Ich war auf der Suche nach einer urbanen Geschichte. Die Städte in der Welt wachsen sehr schnell und es ist dort, in den Städten, wo Innovationen stattfinden und ein Großteil an Zwischenmenschlichem verhandelt wird. Dagegen stagnieren dies in ländlichen Gebiete eher. Ob es ein wachsendes Publikum gibt? Ich weiß es nicht, aber ich hoffe es ... Ich habe noch andere Geschichten in diesen Stil.
Die Familie ist in Lateinamerika etwas sehr Wichtiges und das traditionelle Hetero-Familienmodell gilt als ein starkes Ideal, aber in Wirklichkeit sind Patchwork-Familien, alleinerziehende Mütter und versteckte Homosexualität häufig. Ist dein Film ein Aufruf zu Toleranz und Akzeptanz, also Realitäten zu konfrontieren, anstatt zu idealisieren?

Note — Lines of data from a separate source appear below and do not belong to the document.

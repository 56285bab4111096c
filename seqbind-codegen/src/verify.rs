// Post-generate verification of the two halves.

use std::collections::HashSet;

use crate::bind::Binding;
use crate::call_table::check_unique;
use crate::context::CodegenContext;
use crate::diagnostics::{GenerateError, GenerateResult};
use crate::rust_gen::callee::handler_name;
use crate::rust_gen::{caller_fn_name, CODES_MODULE};

/// Check generated output integrity. Every failure here is a generator bug
/// or a model the generator cannot express in Rust (a name clash).
pub fn verify_output(
    ctx: &CodegenContext,
    bindings: &[Binding],
    caller: &str,
    callee: &str,
) -> GenerateResult<()> {
    let mut errors: Vec<String> = Vec::new();

    // 1. Call sites are unique.
    if let Err(e) = check_unique(&ctx.call_table) {
        errors.push(e.to_string());
    }

    // 2. Constant names are unique.
    let mut consts = HashSet::new();
    for e in &ctx.call_table.entries {
        if !consts.insert(e.const_name()) {
            errors.push(format!(
                "{}: constant {} clashes with another member",
                e.subject(&ctx.call_table.package),
                e.const_name()
            ));
        }
    }

    // 3. Caller item names are unique per scope; `ref_num` is taken on
    // every wrapper.
    let mut free_fns = HashSet::new();
    let mut members: HashSet<(String, String)> = ctx
        .objects
        .iter()
        .map(|o| (o.name.clone(), "ref_num".to_string()))
        .collect();
    for b in bindings {
        let name = caller_fn_name(b);
        let fresh = match &b.receiver {
            Some(r) => members.insert((r.name.clone(), name.clone())),
            None => free_fns.insert(name.clone()),
        };
        if !fresh {
            errors.push(format!(
                "{}: caller name `{name}` clashes with another member",
                b.entry.subject(ctx.package_name())
            ));
        }
    }
    for b in bindings {
        let mut params = HashSet::new();
        for p in &b.params {
            if !params.insert(p.name.as_str()) {
                errors.push(format!(
                    "{}: parameter name `{}` is used twice",
                    b.entry.subject(ctx.package_name()),
                    p.name
                ));
            }
        }
    }
    let mut wrappers = HashSet::new();
    for o in ctx.objects.iter() {
        if !wrappers.insert(o.wrapper.as_str()) {
            errors.push(format!("wrapper type `{}` is declared twice", o.wrapper));
        }
    }

    // 4. Both halves carry the codes module and every bound call site.
    let codes_header = format!("pub mod {CODES_MODULE} {{");
    for (half, text) in [("caller", caller), ("callee", callee)] {
        if text.is_empty() {
            errors.push(format!("{half} output is empty"));
        } else if !text.contains(&codes_header) {
            errors.push(format!("{half} output has no {CODES_MODULE} module"));
        }
    }
    for b in bindings {
        let handler = format!("fn {}(", handler_name(b));
        if !callee.contains(&handler) {
            errors.push(format!("callee output is missing {handler}..)"));
        }
        let code_ref = format!("{CODES_MODULE}::{}", b.const_name());
        if !caller.contains(&code_ref) {
            errors.push(format!("caller output never uses {code_ref}"));
        }
    }

    if errors.is_empty() {
        tracing::info!(
            call_sites = ctx.call_table.len(),
            bound = bindings.len(),
            wrappers = ctx.objects.len(),
            "output verified"
        );
        Ok(())
    } else {
        for e in &errors {
            tracing::error!("verification failed: {e}");
        }
        Err(GenerateError::Internal(errors.join("; ")))
    }
}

Die Geschichte basiert auf Hunderten von Interviews in 12 Ländern. Wir fanden viele Geschichten. Wir haben von Müttern gehört die ihre Söhne misshandeln, weil sie schwul sind, andere sind aufgeschlossener. In Guatemala scheint es dramatischer und schwieriger, da annähernd 90% der Personen als sozial konservativ oder homophob betrachtet werden können. Meistens ahnen Mütter schon etwas von der Homosexualität des Sohnes, aber die Akzeptanz kommt langsam. Ich hoffe, dass Mütter durch meinen Film mehr Verständnis für ihre Söhne entwickeln.

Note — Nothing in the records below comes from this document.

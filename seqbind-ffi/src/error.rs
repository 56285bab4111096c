/// Status codes returned by the C ABI entry points.
///
/// Only argument problems are reported this way. A broken call contract
/// (unknown call site, bad reference) aborts the process instead.
#[repr(u32)]
#[derive(Clone, Copy, Debug, PartialEq, Eq)]
pub enum SeqStatus {
    Ok = 0,
    NullArgument = 1,
    InvalidDescriptor = 2,
}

Die Hauptfigur steht an einem Scheideweg, den so einige der Schauspieler vielleicht auch erlebt haben. Film wird oft auch als ein Fluchtort erachtet oder als ein Territorium von Möglichkeiten. Hast Du den Zwispalt der Hauptfigur, José ähnlich unter den Beteiligten verspürt? Haben einige das Ende der Geschichte eher widerwillig akzeptiert?

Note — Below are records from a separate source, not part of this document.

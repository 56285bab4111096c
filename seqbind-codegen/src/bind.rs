// Binding: joins the call table with mapped signatures.
//
// Every call table entry is either bound (it gets a handler and a stub),
// skipped (blocklisted or an interface method) or rejected with a
// diagnostic. Rejection never stops the walk, so one run reports every
// problem in the package.

use crate::call_table::{CallEntry, CallKind};
use crate::context::{CodegenContext, ObjectType};
use crate::diagnostics::{DiagnosticKind, GenerateError, GenerateResult, Position};
use crate::schema::{Declaration, Function, TypeRef};
use crate::signature::{normalize, ResultShape, ShapeParam};
use crate::type_map::{map_type, MappedType};

/// What the callee handler invokes.
#[derive(Debug, Clone, PartialEq, Eq)]
pub enum Target {
    Function,
    FieldGet,
    FieldSet,
    Method,
}

/// A call site with everything both emitters need.
#[derive(Debug, Clone)]
pub struct Binding {
    pub entry: CallEntry,
    pub target: Target,
    /// Receiver type for struct members.
    pub receiver: Option<ObjectType>,
    pub params: Vec<ShapeParam<MappedType>>,
    pub result: ResultShape<MappedType>,
}

impl Binding {
    pub fn const_name(&self) -> String {
        self.entry.const_name()
    }
}

/// Name of the value parameter of a field setter.
pub const SETTER_PARAM: &str = "v";

/// Bind every emitted call site of the package, recording diagnostics in
/// `ctx` for rejected members.
pub fn bind_package(ctx: &mut CodegenContext) -> GenerateResult<Vec<Binding>> {
    let mut bindings = Vec::new();
    let entries = ctx.call_table.entries.clone();
    let package = ctx.package.clone();

    for entry in entries {
        let subject = entry.subject(&package.name);
        let owner = entry.owner.as_deref();

        let blocked = match owner {
            None => ctx.blocked.blocks_function(&entry.member),
            Some(o) => ctx.blocked.blocks_member(o, &entry.member),
        };
        if blocked {
            tracing::debug!(%subject, code = entry.code, "blocklisted, no stubs emitted");
            continue;
        }

        let bound = match entry.kind {
            CallKind::InterfaceMethod => {
                tracing::warn!(%subject, "interface methods are not bound, skipping");
                continue;
            }
            CallKind::Function => find_function(&package.declarations, &entry.member)
                .map(|f| bind_function(ctx, &entry, f, None, Target::Function)),
            CallKind::Method => {
                let receiver = owner.and_then(|o| ctx.objects.get(o)).cloned();
                find_method(&package.declarations, owner, &entry.member)
                    .map(|f| bind_function(ctx, &entry, f, receiver, Target::Method))
            }
            CallKind::FieldGet | CallKind::FieldSet => {
                let receiver = owner.and_then(|o| ctx.objects.get(o)).cloned();
                find_field(&package.declarations, owner, &entry.member)
                    .map(|ty| bind_field(ctx, &entry, ty, receiver))
            }
        };

        match bound {
            Some(Ok(binding)) => bindings.push(binding),
            Some(Err(kind)) => ctx.report(subject, kind),
            None => {
                // The table was built from this same model.
                return Err(GenerateError::Internal(format!(
                    "{subject}: call table entry has no declaration"
                )));
            }
        }
    }

    tracing::debug!(
        bound = bindings.len(),
        rejected = ctx.diagnostics.len(),
        "call sites bound"
    );
    Ok(bindings)
}

fn find_function<'a>(decls: &'a [Declaration], name: &str) -> Option<&'a Function> {
    decls.iter().find_map(|d| match d {
        Declaration::Function(f) if f.name == name => Some(f),
        _ => None,
    })
}

fn find_method<'a>(decls: &'a [Declaration], owner: Option<&str>, name: &str) -> Option<&'a Function> {
    decls.iter().find_map(|d| match d {
        Declaration::Struct(s) if Some(s.name.as_str()) == owner => {
            s.methods.iter().find(|m| m.name == name)
        }
        _ => None,
    })
}

fn find_field<'a>(decls: &'a [Declaration], owner: Option<&str>, name: &str) -> Option<&'a TypeRef> {
    decls.iter().find_map(|d| match d {
        Declaration::Struct(s) if Some(s.name.as_str()) == owner => {
            s.fields.iter().find(|f| f.name == name).map(|f| &f.ty)
        }
        _ => None,
    })
}

fn bind_function(
    ctx: &CodegenContext,
    entry: &CallEntry,
    func: &Function,
    receiver: Option<ObjectType>,
    target: Target,
) -> Result<Binding, DiagnosticKind> {
    let shape = normalize(func)?;
    let package = ctx.package_name();

    let params = shape
        .params
        .into_iter()
        .enumerate()
        .map(|(i, p)| {
            Ok(ShapeParam {
                name: p.name,
                ty: map_type(&p.ty, package, &ctx.objects, Position::Param(i))?,
            })
        })
        .collect::<Result<Vec<_>, DiagnosticKind>>()?;
    let result = shape
        .result
        .try_map(|ty| map_type(&ty, package, &ctx.objects, Position::Result(0)))?;

    Ok(Binding {
        entry: entry.clone(),
        target,
        receiver,
        params,
        result,
    })
}

fn bind_field(
    ctx: &CodegenContext,
    entry: &CallEntry,
    ty: &TypeRef,
    receiver: Option<ObjectType>,
) -> Result<Binding, DiagnosticKind> {
    let mapped = map_type(ty, ctx.package_name(), &ctx.objects, Position::Field)?;
    let (target, params, result) = match entry.kind {
        CallKind::FieldSet => (
            Target::FieldSet,
            vec![ShapeParam {
                name: SETTER_PARAM.to_string(),
                ty: mapped,
            }],
            ResultShape::Void,
        ),
        _ => (Target::FieldGet, Vec::new(), ResultShape::Value(mapped)),
    };
    Ok(Binding {
        entry: entry.clone(),
        target,
        receiver,
        params,
        result,
    })
}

Ich wählte dieses Ende, um Möglichkeiten und Hoffnung für JOSÉ zu lassen. Er lebt und lernt weiter (wie ich). Er geht in die Welt, um alles zu sehen und zu fühlen was das Leben zu bieten hat; es könnte also alles passieren.
Eine letzte Frage zum Kontext. Manchen Filmen gelingt es, etwa durch musikalische Referenzen, sich in das kulturelle Erbe eines Landes einzuschreiben. Die Musik in JOSÉ beruht auf einer eigens für Kammerorchester geschriebenen Kompositionen um Atmosphäre zu schaffen. Wie stand es um prominente lokale Volkslieder. Hattest Du auch darüber nachgedacht aus der guatemaltekischen Lyrik zu schöpfen?
Ich habe wenig Musik genutzt, insgesamt an fünf Stellen, und für den Abspann. Ich habe viele Ideen ausprobiert und schließlich eigene Musik gewählt, also etwas was der Klassik nahesteht. Es schien mir das Richtige zu sein, um im Film vor und zurück zu gehen und weiter zu kommen.
José (2018) von Li Cheng, Guatemala/USA., 85 min. Weltpremiere in Venedig am Do. 6. September 2018, 11:30 h Sala Perla (Gefolgt von Q&A) und Fr. 7. September 2018, 20:00 h.